● Task:
In the records below, begin at the line containing "#![warn(clippy::implicit_saturating_sub)]" and end at the line containing "#![warn(clippy::todo)]"; quote every line in that span exactly, including both boundary lines, and no others.

___ Provided information ___

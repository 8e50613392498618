//! Learned (augmented) leapfrog.

use super::{Direction, LeapfrogIntegrator};
use crate::coupling::{CouplingFunction, CouplingInput, CouplingNetworks, CouplingOutput, NetWeight, NetWeights};
use crate::dynamics::StepSizes;
use crate::error::{ConfigError, DynamicsError, ShapeError, ShapeKind};
use crate::group::{Group, U1Phase};
use crate::mask::{Mask, MaskSet};
use crate::potential::Potential;
use crate::simulation::State;
use crate::{RVector, Real};

/// Leapfrog whose sub-updates are parametrized by coupling functions.
///
/// A forward leapfrog step `i` with mask `m` runs
/// 1. `v <- v exp(eps s / 2) - eps / 2 (f exp(eps q) + t)`, log-Jacobian `sum(eps s / 2)`;
/// 2. the position half-update reading `m x`, writing the coordinates of `1 - m`;
/// 3. the position half-update reading `(1 - m) x`, writing the coordinates of `m`;
/// 4. the momentum update again, with the force at the new position.
///
/// A position half-update writes `x exp(eps s) + eps (v exp(eps q) + t)`, with log-Jacobian
/// `sum((1 - m) eps s)`, or the angle preserving (NCP) transform
/// `2 atan(tan(x / 2) exp(eps s)) + eps (v exp(eps q) + t)` wrapped in `(-pi, pi]`, with
/// log-Jacobian `sum((1 - m) log(exp(eps s) / (cos^2(x / 2) + exp(2 eps s) sin^2(x / 2))))`.
///
/// The backward step runs the inverse of each sub-update in the reverse order.
#[derive(Debug)]
pub struct AugmentedLeapfrog<'a, G, P, C> {
    group: &'a G,
    potential: &'a P,
    networks: &'a CouplingNetworks<C>,
    masks: &'a MaskSet,
    step_sizes: &'a StepSizes,
    net_weights: NetWeights,
    use_ncp: bool,
}

impl<'a, G, P, C> AugmentedLeapfrog<'a, G, P, C>
where
    G: Group,
    P: Potential,
    C: CouplingFunction,
{
    /// Create the integrator. The number of steps is the number of masks.
    #[must_use]
    pub const fn new(
        group: &'a G,
        potential: &'a P,
        networks: &'a CouplingNetworks<C>,
        masks: &'a MaskSet,
        step_sizes: &'a StepSizes,
        net_weights: NetWeights,
        use_ncp: bool,
    ) -> Self {
        Self {
            group,
            potential,
            networks,
            masks,
            step_sizes,
            net_weights,
            use_ncp,
        }
    }

    /// The force `beta dS/dx` at the position of the state.
    fn force(&self, state: &State) -> Result<RVector, ShapeError> {
        let force = self.potential.grad_potential(state.x(), state.beta());
        ShapeError::check(ShapeKind::Force, state.xdim(), force.len())?;
        Ok(force)
    }

    fn missing_network(&self) -> DynamicsError {
        ConfigError::NetworkCount {
            expected: self.nleapfrog(),
            found: self.networks.len(),
        }
        .into()
    }

    /// Evaluate a coupling function and check its output.
    fn call(
        net: &C,
        input: &CouplingInput<'_>,
        weight: NetWeight,
    ) -> Result<CouplingOutput, ShapeError> {
        let output = net.evaluate(input)?;
        output.check(input.xdim())?;
        Ok(output.weighted(weight))
    }

    /// Momentum update of the physical step `step`.
    ///
    /// # Errors
    /// Returns an error if the shapes are inconsistent or if the network is missing.
    pub fn update_v(
        &self,
        step: usize,
        state: &State,
        direction: Direction,
    ) -> Result<(State, Real), DynamicsError> {
        let (_, eps) = self.step_sizes.get(step)?;
        let force = self.force(state)?;
        let encoded = self.group.group_to_vec(state.x());
        let net = self.networks.vnet(step).ok_or_else(|| self.missing_network())?;
        let output = Self::call(
            net,
            &CouplingInput::new(&encoded, &force, step, self.nleapfrog()),
            self.net_weights.v,
        )?;

        let jac = output.scale() * (eps / 2_f64);
        let exp_q = (output.transformation() * eps).map(Real::exp);
        let kick = (force.component_mul(&exp_q) + output.translation()) * (eps / 2_f64);
        let (v, logdet) = match direction {
            Direction::Forward => (
                jac.map(Real::exp).component_mul(state.v()) - kick,
                jac.sum(),
            ),
            Direction::Backward => (
                jac.map(|el| (-el).exp()).component_mul(&(state.v() + kick)),
                -jac.sum(),
            ),
        };
        Ok((state.with_v(v)?, logdet))
    }

    /// Position half-update of the physical step `step`: the network reads `mask * x` and the
    /// coordinates of the complement of `mask` are written.
    ///
    /// # Errors
    /// Returns an error if the shapes are inconsistent or if the network is missing.
    pub fn update_x(
        &self,
        step: usize,
        state: &State,
        mask: &Mask,
        first: bool,
        direction: Direction,
    ) -> Result<(State, Real), DynamicsError> {
        let (eps, _) = self.step_sizes.get(step)?;
        let masked = mask.apply(state.x())?;
        let encoded = self.group.group_to_vec(&masked);
        let net = self
            .networks
            .xnet(step, first)
            .ok_or_else(|| self.missing_network())?;
        let output = Self::call(
            net,
            &CouplingInput::new(&encoded, state.v(), step, self.nleapfrog()),
            self.net_weights.x,
        )?;

        let s = output.scale() * eps;
        let exp_q = (output.transformation() * eps).map(Real::exp);
        let shift = (state.v().component_mul(&exp_q) + output.translation()) * eps;
        let (updated, logdet) = match (direction, self.use_ncp) {
            (Direction::Forward, false) => (
                state.x().component_mul(&s.map(Real::exp)) + shift,
                s,
            ),
            (Direction::Backward, false) => (
                s.map(|el| (-el).exp()).component_mul(&(state.x() - shift)),
                -s,
            ),
            (Direction::Forward, true) => ncp_forward(state.x(), &s, &shift),
            (Direction::Backward, true) => ncp_backward(state.x(), &s, &shift),
        };
        let x = mask.select(state.x(), &updated)?;
        let logdet = mask.complement().masked_sum(&logdet)?;
        Ok((state.with_x(x)?, logdet))
    }
}

/// Angle preserving update `2 atan(tan(x / 2) exp(s)) + shift` and its log-Jacobian.
fn ncp_forward(x: &RVector, s: &RVector, shift: &RVector) -> (RVector, RVector) {
    let updated = RVector::from_fn(x.len(), |i, _| {
        let half = x[i] / 2_f64;
        U1Phase::wrap(2_f64 * (half.tan() * s[i].exp()).atan() + shift[i])
    });
    let logdet = RVector::from_fn(x.len(), |i, _| ncp_logdet(x[i] / 2_f64, s[i]));
    (updated, logdet)
}

/// Exact inverse of [`ncp_forward`].
fn ncp_backward(x: &RVector, s: &RVector, shift: &RVector) -> (RVector, RVector) {
    let shifted = (x - shift).map(U1Phase::wrap);
    let updated = RVector::from_fn(x.len(), |i, _| {
        2_f64 * ((-s[i]).exp() * (shifted[i] / 2_f64).tan()).atan()
    });
    let logdet = RVector::from_fn(x.len(), |i, _| ncp_logdet(shifted[i] / 2_f64, -s[i]));
    (updated, logdet)
}

/// `log(exp(s) / (cos^2(h) + exp(2 s) sin^2(h)))`.
fn ncp_logdet(half: Real, s: Real) -> Real {
    let cos = half.cos();
    let sin = half.sin() * s.exp();
    s - cos.mul_add(cos, sin * sin).ln()
}

impl<'a, G, P, C> LeapfrogIntegrator for AugmentedLeapfrog<'a, G, P, C>
where
    G: Group,
    P: Potential,
    C: CouplingFunction,
{
    fn nleapfrog(&self) -> usize {
        self.masks.nleapfrog()
    }

    fn step_sizes(&self, step: usize) -> Result<(Real, Real), ShapeError> {
        self.step_sizes.get(step)
    }

    fn leapfrog(
        &self,
        step: usize,
        state: &State,
        direction: Direction,
    ) -> Result<(State, Real), DynamicsError> {
        let nleapfrog = self.nleapfrog();
        let physical = direction.physical_step(step, nleapfrog);
        let mask = self
            .masks
            .get(physical)
            .ok_or_else(|| ShapeError::new(ShapeKind::Mask, nleapfrog, physical))?;
        let complement = mask.complement();
        let (first_mask, first, second_mask, second) = match direction {
            Direction::Forward => (mask, true, &complement, false),
            Direction::Backward => (&complement, false, mask, true),
        };

        let (state, logdet_v1) = self.update_v(physical, state, direction)?;
        let (state, logdet_x1) = self.update_x(physical, &state, first_mask, first, direction)?;
        let (state, logdet_x2) = self.update_x(physical, &state, second_mask, second, direction)?;
        let (state, logdet_v2) = self.update_v(physical, &state, direction)?;
        Ok((state, logdet_v1 + logdet_x1 + logdet_x2 + logdet_v2))
    }
}
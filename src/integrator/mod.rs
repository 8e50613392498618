//! Leapfrog integrators used by the transition kernel.
//!
//! The transition kernel ([`crate::dynamics::Dynamics::transition_kernel`]) is written once
//! against [`LeapfrogIntegrator`]. Two implementations are given:
//! - [`AugmentedLeapfrog`], the learned leapfrog: momentum updates and masked position
//!   half-updates parametrized by coupling functions, tracking the log-Jacobian;
//! - [`HmcLeapfrog`], the plain leapfrog of the group, volume preserving.
//!
//! For both, a [`Direction::Backward`] trajectory is the exact inverse of a
//! [`Direction::Forward`] one: running a forward trajectory and then a backward one from the
//! result gives back the initial state, and the log-Jacobians are opposite.

mod augmented;
mod hmc;

#[cfg(feature = "serde-serialize")]
use serde::{Deserialize, Serialize};

pub use self::augmented::AugmentedLeapfrog;
pub use self::hmc::HmcLeapfrog;
use crate::error::{DynamicsError, ShapeError};
use crate::simulation::State;
use crate::Real;

/// Direction of a trajectory.
#[derive(Clone, Copy, Debug, PartialEq, Eq, Hash, PartialOrd, Ord)]
#[cfg_attr(feature = "serde-serialize", derive(Serialize, Deserialize))]
pub enum Direction {
    /// Steps `0, 1, .., n - 1` with the forward sub-updates.
    Forward,
    /// Steps `n - 1, .., 0` with the inverse sub-updates.
    Backward,
}

impl Direction {
    /// The other direction.
    #[must_use]
    #[inline]
    pub const fn reverse(self) -> Self {
        match self {
            Self::Forward => Self::Backward,
            Self::Backward => Self::Forward,
        }
    }

    /// [`Direction::Forward`] if `forward` is true.
    #[must_use]
    #[inline]
    pub const fn from_bit(forward: bool) -> Self {
        if forward {
            Self::Forward
        }
        else {
            Self::Backward
        }
    }

    /// Index of the physical step updated at the position `step` of a trajectory of
    /// `nleapfrog` steps.
    ///
    /// # Example
    /// ```
    /// # use lattice_l2hmc::integrator::Direction;
    /// assert_eq!(Direction::Forward.physical_step(0, 4), 0);
    /// assert_eq!(Direction::Backward.physical_step(0, 4), 3);
    /// ```
    #[must_use]
    #[inline]
    pub const fn physical_step(self, step: usize, nleapfrog: usize) -> usize {
        match self {
            Self::Forward => step,
            Self::Backward => nleapfrog - step - 1,
        }
    }
}

/// A full leapfrog step of a trajectory.
pub trait LeapfrogIntegrator {
    /// Number of leapfrog steps of a trajectory.
    fn nleapfrog(&self) -> usize;

    /// The step sizes `(xeps, veps)` used by the physical step `step`.
    ///
    /// # Errors
    /// Returns a [`ShapeError`] if `step` is out of range.
    fn step_sizes(&self, step: usize) -> Result<(Real, Real), ShapeError>;

    /// Run the leapfrog step at position `step` of a trajectory in the given direction.
    /// Returns the new state and the log-Jacobian of the step.
    ///
    /// # Errors
    /// Returns an error if the shapes are inconsistent or if a coupling network is missing.
    fn leapfrog(
        &self,
        step: usize,
        state: &State,
        direction: Direction,
    ) -> Result<(State, Real), DynamicsError>;
}

impl<T: LeapfrogIntegrator + ?Sized> LeapfrogIntegrator for &T {
    fn nleapfrog(&self) -> usize {
        (**self).nleapfrog()
    }

    fn step_sizes(&self, step: usize) -> Result<(Real, Real), ShapeError> {
        (**self).step_sizes(step)
    }

    fn leapfrog(
        &self,
        step: usize,
        state: &State,
        direction: Direction,
    ) -> Result<(State, Real), DynamicsError> {
        (**self).leapfrog(step, state, direction)
    }
}
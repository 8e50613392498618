//! # Lattice L2HMC
//!
//! ![](https://img.shields.io/badge/language-Rust-orange)
//!
//! Learned-proposal Hybrid Monte Carlo ("L2HMC") for lattice gauge field configurations.
//!
//! This library provides a Hamiltonian Monte Carlo transition kernel whose leapfrog update is
//! augmented by trainable, invertible coordinate transformations ("coupling functions").
//! The kernel keeps track of the log of the Jacobian determinant of those transformations such that
//! the Metropolis-Hastings test stays exact, and it combines a forward and a backward trajectory
//! through a random direction bit per chain to keep the Markov chain time-reversible.
//!
//! **Features**:
//! - U(1) phases, SU(3) matrices and a flat manifold through the [`group::Group`] trait;
//! - Learned (augmented) leapfrog with masked position half-updates and log-Jacobian tracking;
//! - Angle-preserving ("NCP") position updates for U(1);
//! - Plain HMC as a configuration switch sharing the same state and acceptance machinery;
//! - Batched, parallel (rayon) and reproducible: each chain owns its random number generator;
//! - Serde support for the configuration and the trained parameters;
//! - Native rust;
//!
//! **Not implemented (external collaborators)**:
//! - Neural network bodies, training loops and optimizers;
//! - Lattice actions. Only a [`potential::Potential`] trait and toy potentials are provided.
//!
//! ## Usage
//!
//! Let us run a few transitions of plain leapfrog-like dynamics (identity coupling functions) on
//! a flat 8 dimensional target.
//! ```
//! # use std::error::Error;
//! #
//! # fn main() -> Result<(), Box<dyn Error>> {
//! use lattice_l2hmc::{
//!     coupling::{CouplingNetworks, IdentityCoupling},
//!     dynamics::{Beta, Dynamics, DynamicsConfig},
//!     group::GroupKind,
//!     potential::Harmonic,
//!     rng::chain_rngs,
//! };
//! use rand::SeedableRng;
//!
//! let mut rng = rand::rngs::StdRng::seed_from_u64(0); // change with your seed
//! let config = DynamicsConfig::new(GroupKind::Euclidean, 8, 2, 0.1_f64)?;
//! let networks = CouplingNetworks::build(&config, |_| IdentityCoupling::new());
//! let dynamics = Dynamics::new(config, Harmonic::new(1_f64), networks, &mut rng)?;
//!
//! let mut rngs = chain_rngs(0x45_78_93_f4, 4);
//! let mut x = vec![nalgebra::DVector::zeros(8); 4];
//! for _ in 0..10 {
//!     let transition = dynamics.apply_transition_batch(&x, &Beta::Scalar(1_f64), &mut rngs)?;
//!     println!("acceptance rate {}", transition.acceptance_rate());
//!     x = transition.into_positions();
//! }
//! #     Ok(())
//! # }
//! ```
//!
//! ## Discussion about Random Number Generators (RNGs)
//!
//! This library use the trait [`rand::Rng`] any time a random number generator is needed and it
//! never uses a global generator. The choice of RNG is up to the user of the library.
//!
//! - **Recomanded** [`rand_xoshiro::Xoshiro256PlusPlus`](https://docs.rs/rand_xoshiro/0.6.0/rand_xoshiro/struct.Xoshiro256PlusPlus.html)
//! Non-cryptographic. It has good performance and statistical quality, reproducible, and has useful `jump` function.
//! The `jump` function is used by [`rng::chain_rngs`] to give one independent stream per chain.
//! - [`rand::rngs::StdRng`](https://docs.rs/rand/0.8.3/rand/rngs/struct.StdRng.html) cryptographic secure, can be seeded.
//! It is determinist but not reproducible between platform. It is however slow.

#![warn(clippy::cast_sign_loss)]
#![warn(clippy::cast_possible_truncation)]
#![warn(clippy::cast_possible_wrap)]
#![warn(clippy::clone_on_ref_ptr)]
#![warn(clippy::cognitive_complexity)]
#![warn(clippy::float_cmp_const)]
#![warn(clippy::implicit_hasher)]
#![warn(clippy::implicit_saturating_sub)]
#![warn(clippy::imprecise_flops)]
#![warn(clippy::large_types_passed_by_value)]
#![warn(clippy::macro_use_imports)]
#![warn(clippy::manual_ok_or)]
#![warn(clippy::missing_const_for_fn)]
#![warn(clippy::needless_pass_by_value)]
#![warn(clippy::suboptimal_flops)]
#![warn(clippy::todo)]
#![warn(clippy::trivially_copy_pass_by_ref)]
#![warn(clippy::unreadable_literal)]
#![warn(clippy::unseparated_literal_suffix)]
#![warn(clippy::unused_self)]
#![warn(clippy::missing_errors_doc)]
#![warn(missing_docs)]

extern crate nalgebra as na;

pub use na::ComplexField;
pub use rand::{Rng, SeedableRng};
pub use rand_distr::Distribution;

#[macro_use]
mod macro_def;
pub mod coupling;
pub mod dynamics;
pub mod error;
pub mod field;
pub mod group;
pub mod integrator;
pub mod mask;
pub mod metrics;
pub mod potential;
pub mod prelude;
pub mod rng;
pub mod simulation;
pub mod statistics;
pub mod su3;

#[cfg(test)]
mod test;

/// alias for [`f64`]
pub type Real = f64;
/// easy to use allias for [`nalgebra::Complex::<Real>`]
pub type Complex = na::Complex<Real>;
/// alias for [`nalgebra::SVector::<N, 8>`]
pub type Vector8<N> = na::SVector<N, 8>;
/// alias for [`nalgebra::Matrix3<nalgebra::Complex>`]
pub type CMatrix3 = na::Matrix3<Complex>;
/// alias for a dynamically sized vector of [`Real`], the storage of one chain.
pub type RVector = na::DVector<Real>;

/// Complex I
const I: Complex = Complex::new(0_f64, 1_f64);
/// Complex 0
const ZERO: Complex = Complex::new(0_f64, 0_f64);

___

● Exercise response:
#![warn(clippy::implicit_saturating_sub)]
#![warn(clippy::imprecise_flops)]
#![warn(clippy::large_types_passed_by_value)]
#![warn(clippy::macro_use_imports)]
#![warn(clippy::manual_ok_or)]
#![warn(clippy::missing_const_for_fn)]
#![warn(clippy::needless_pass_by_value)]
#![warn(clippy::suboptimal_flops)]
#![warn(clippy::todo)]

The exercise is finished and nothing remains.